Optimizing and Deploying Large Language Models with NVIDIA TensorRT-LLM and Triton Inference Server
Hardware and software requirements
For optimizing and deploying your models, you need to have NVIDIA GPUs that support TensorRT-LLM and Triton Inference Server. It is recommended to use the new generations of NVIDIA GPUs. You can find the list of supported GPUs in the hardware section of the support matrix for TensorRT-LLM. You can also deploy your models on public cloud compute instances with the appropriate GPU resources such as AWS EKS, Azure AKS, GCP GKE, or OCI OKE.
Optimize LLMs with TensorRT-LLM
TensorRT-LLM supports a variety of state-of-the-art models. You can download the model checkpoints from Hugging Face, then use TensorRT-LLM to build engines that contain the model optimizations. To download the LLMs, you will need an access token. You can then create a Kubernetes secret with the access token, which will be used in a later step of Kubernetes Deployment to download the models.
Autoscale Deployment of LLMs with Kubernetes
After optimizing your LLMs with TensorRT-LLM, you can deploy the models using Triton and autoscale the deployment with Kubernetes. Three main steps are required to deploy LLMs for AI inference:
- Create a Kubernetes Deployment for Triton servers
- Create a Kubernetes Service to expose the Triton servers as a network service
- Autoscale the Deployment using Horizontal Pod Autoscaler (HPA) based on Triton metrics scraped by Prometheus
Helm Chart for LLM Deployment
You can use a Helm chart for deployment, as it is easy to modify and deploy across different environments. To find the Helm chart, see Autoscaling and Load Balancing Generative AI with Triton Server and TensorRT-LLM.

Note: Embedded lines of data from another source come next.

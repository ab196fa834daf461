use anyhow::{bail, Result};
use std::collections::HashSet;

use super::bands::ScoreBands;
use super::config::{ContentConfig, RubricConfig, SalutationTier};
use super::result::Criterion;
use super::validation::validate_rubric;

/// A criterion scored purely by a band table.
#[derive(Debug, Clone)]
pub struct BandedCriterion {
    pub weight: f64,
    pub bands: ScoreBands,
}

#[derive(Debug, Clone)]
pub struct LanguageRubric {
    pub weight: f64,
    pub grammar_points: f64,
    pub error_ceiling_per_100: f64,
    pub vocabulary: ScoreBands,
}

impl LanguageRubric {
    /// Points available to the vocabulary sub-score.
    pub fn vocabulary_points(&self) -> f64 {
        self.weight - self.grammar_points
    }
}

#[derive(Debug, Clone)]
pub struct ClarityRubric {
    pub weight: f64,
    pub filler_words: HashSet<String>,
    pub bands: ScoreBands,
}

/// Validated, ready-to-evaluate rubric. Built once at startup.
#[derive(Debug, Clone)]
pub struct Rubric {
    /// Salutation phrases are stored lowercased
    pub content: ContentConfig,
    pub speech_rate: BandedCriterion,
    pub language: LanguageRubric,
    pub clarity: ClarityRubric,
    pub engagement: BandedCriterion,
}

fn lowercase_tier(tier: &SalutationTier) -> SalutationTier {
    SalutationTier {
        points: tier.points,
        phrases: tier.phrases.iter().map(|p| p.to_lowercase()).collect(),
    }
}

impl Rubric {
    pub fn compile(config: &RubricConfig) -> Result<Self> {
        if let Err(errors) = validate_rubric(config) {
            bail!("invalid rubric configuration:\n  - {}", errors.join("\n  - "));
        }

        let mut content = config.content.clone();
        content.strong_salutations = lowercase_tier(&config.content.strong_salutations);
        content.weak_salutations = lowercase_tier(&config.content.weak_salutations);

        Ok(Self {
            content,
            speech_rate: BandedCriterion {
                weight: config.speech_rate.weight,
                bands: ScoreBands::compile(&config.speech_rate.bands, config.speech_rate.otherwise)?,
            },
            language: LanguageRubric {
                weight: config.language.weight,
                grammar_points: config.language.grammar_points,
                error_ceiling_per_100: config.language.error_ceiling_per_100,
                vocabulary: ScoreBands::compile(
                    &config.language.vocabulary.bands,
                    config.language.vocabulary.otherwise,
                )?,
            },
            clarity: ClarityRubric {
                weight: config.clarity.weight,
                filler_words: config
                    .clarity
                    .filler_words
                    .iter()
                    .map(|w| w.to_lowercase())
                    .collect(),
                bands: ScoreBands::compile(&config.clarity.bands, config.clarity.otherwise)?,
            },
            engagement: BandedCriterion {
                weight: config.engagement.weight,
                bands: ScoreBands::compile(&config.engagement.bands, config.engagement.otherwise)?,
            },
        })
    }

    pub fn weight(&self, criterion: Criterion) -> f64 {
        match criterion {
            Criterion::ContentStructure => self.content.weight,
            Criterion::SpeechRate => self.speech_rate.weight,
            Criterion::Language => self.language.weight,
            Criterion::Clarity => self.clarity.weight,
            Criterion::Engagement => self.engagement.weight,
        }
    }
}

Send test inference requests
Finally, you can test the Triton servers by sending inference requests from clients. A sample client folder is provided, from which you can build a client container image:
$ docker build -f ./containers/client.containerfile -t ./containers/.
Next, modify the .yaml file in the client folder to the name of the client container image that you built. Use the following commands to create the Deployment of the client with one replica:
$ kubectl apply -f ./clients/gpt2.yaml
deployment.apps/client-gpt2 created
Conclusion
In this post, we provided step-by-step instructions for deploying LLMs and autoscaling the deployment in a Kubernetes environment. LLMs can be optimized using NVIDIA TensorRT-LLM, then deployed using NVIDIA Triton Inference Server. Prometheus collects the Triton metrics and communicates with Kubernetes. HPA can use a custom metric to autoscale the Pod numbers, depending on the amount of inference requests from clients.
Frequently Asked Questions
Q: What are the hardware requirements for optimizing and deploying LLMs?
A: NVIDIA GPUs that support TensorRT-LLM and Triton Inference Server are required. You can find the list of supported GPUs in the hardware section of the support matrix for TensorRT-LLM.
Q: How can I optimize LLMs using TensorRT-LLM?
A: You can download the model checkpoints from Hugging Face, then use TensorRT-LLM to build engines that contain the model optimizations. To download the LLMs, you will need an access token. You can then create a Kubernetes secret with the access token, which will be used in a later step of Kubernetes Deployment to download the models.
Q: How can I autoscale the deployment of LLMs with Kubernetes?
A: After optimizing your LLMs with TensorRT-LLM, you can deploy the models using Triton and autoscale the deployment with Kubernetes. Three main steps are required to deploy LLMs for AI inference: create a Kubernetes Deployment for Triton servers, create a Kubernetes Service to expose the Triton servers as a network service, and autoscale the Deployment using Horizontal Pod Autoscaler (HPA) based on Triton metrics scraped by Prometheus.
Q: What is a Helm chart for LLM deployment?
A: A Helm chart is a package of files that defines a Kubernetes application. It is easy to modify and deploy across different environments. You can find the Helm chart for LLM deployment in Autoscaling and Load Balancing Generative AI with Triton Server and TensorRT-LLM.